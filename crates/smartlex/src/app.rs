use std::sync::Arc;
use std::time::Duration;

use protocol::Toast;
use smartlex_adapters::{ChannelToast, DesktopNotifier, GeminiAnalyzer, JsonFileStore};
use smartlex_core::{AnalysisOrchestrator, AppContext, AppState, Origin, View, ViewController};
use tokio::sync::mpsc;

use crate::types::{ActiveToast, Focus};

pub type Orchestrator =
    AnalysisOrchestrator<GeminiAnalyzer, DesktopNotifier, ChannelToast, JsonFileStore>;

const TOAST_TTL: Duration = Duration::from_secs(4);

pub struct App {
    pub context: AppContext,
    pub views: ViewController,
    pub orchestrator: Arc<Orchestrator>,
    pub toast_rx: mpsc::Receiver<Toast>,
    pub toasts: Vec<ActiveToast>,
    pub term_input: String,
    pub context_input: String,
    pub focus: Focus,
    pub history_cursor: usize,
    pub library_cursor: usize,
    pub pinned: bool,
    pub model: String,
}

impl App {
    pub fn new(
        context: AppContext,
        orchestrator: Arc<Orchestrator>,
        toast_rx: mpsc::Receiver<Toast>,
        model: String,
    ) -> Self {
        let views = ViewController::new(context.clone());
        Self {
            context,
            views,
            orchestrator,
            toast_rx,
            toasts: Vec::new(),
            term_input: String::new(),
            context_input: String::new(),
            focus: Focus::Term,
            history_cursor: 0,
            library_cursor: 0,
            pinned: false,
            model,
        }
    }

    pub fn snapshot(&self) -> AppState {
        self.context.snapshot()
    }

    /// Drains pending toasts from the orchestrator and drops expired ones.
    pub fn poll_toasts(&mut self) {
        while let Ok(toast) = self.toast_rx.try_recv() {
            self.toasts.push(ActiveToast::new(toast));
        }
        self.toasts
            .retain(|active| active.shown_at.elapsed() < TOAST_TTL);
    }

    pub fn push_toast(&mut self, toast: Toast) {
        self.toasts.push(ActiveToast::new(toast));
    }

    /// Can the Home form be submitted right now? Mirrors the disabled state
    /// of the submit button; the orchestrator still carries its own guard.
    pub fn can_submit(&self) -> bool {
        !self.term_input.trim().is_empty()
            && !self.context_input.trim().is_empty()
            && !self.snapshot().is_analyzing
    }

    /// Fires the submission on a background task so the UI loop keeps
    /// running while the request is in flight.
    pub fn submit(&mut self) {
        if !self.can_submit() {
            return;
        }
        let orchestrator = self.orchestrator.clone();
        let term = self.term_input.clone();
        let context = self.context_input.clone();
        tokio::spawn(async move {
            if let Err(err) = orchestrator.submit(&term, &context, None).await {
                tracing::warn!(error = %err, "submission rejected");
            }
        });
    }

    pub fn toggle_pin(&mut self) {
        self.pinned = !self.pinned;
        let message = if self.pinned {
            "Window pinned on top"
        } else {
            "Window pin removed"
        };
        self.push_toast(Toast::info(message));
    }

    pub fn move_cursor(&mut self, down: bool) {
        let state = self.snapshot();
        let (cursor, len) = match state.view {
            View::History => (&mut self.history_cursor, state.history.len()),
            View::Library => (&mut self.library_cursor, state.library.len()),
            _ => return,
        };
        if len == 0 {
            *cursor = 0;
        } else if down {
            *cursor = (*cursor + 1).min(len - 1);
        } else {
            *cursor = cursor.saturating_sub(1);
        }
    }

    /// Opens the entry under the cursor in the current list view.
    pub fn select_current(&mut self) {
        let state = self.snapshot();
        match state.view {
            View::History => {
                if let Some(result) = state.history.get(self.history_cursor) {
                    self.views
                        .navigate_to_analysis(result.clone(), Origin::History);
                }
            }
            View::Library => {
                if let Some(result) = state.library.get(self.library_cursor) {
                    self.views
                        .navigate_to_analysis(result.clone(), Origin::Library);
                }
            }
            _ => {}
        }
    }
}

--- --- ---

**What you need to do**.
Look through the listing above and copy each line with the word "Origin" in it.

**Written reply**.
use smartlex_core::{AnalysisOrchestrator, AppContext, AppState, Origin, View, ViewController};
                        .navigate_to_analysis(result.clone(), Origin::History);
                        .navigate_to_analysis(result.clone(), Origin::Library);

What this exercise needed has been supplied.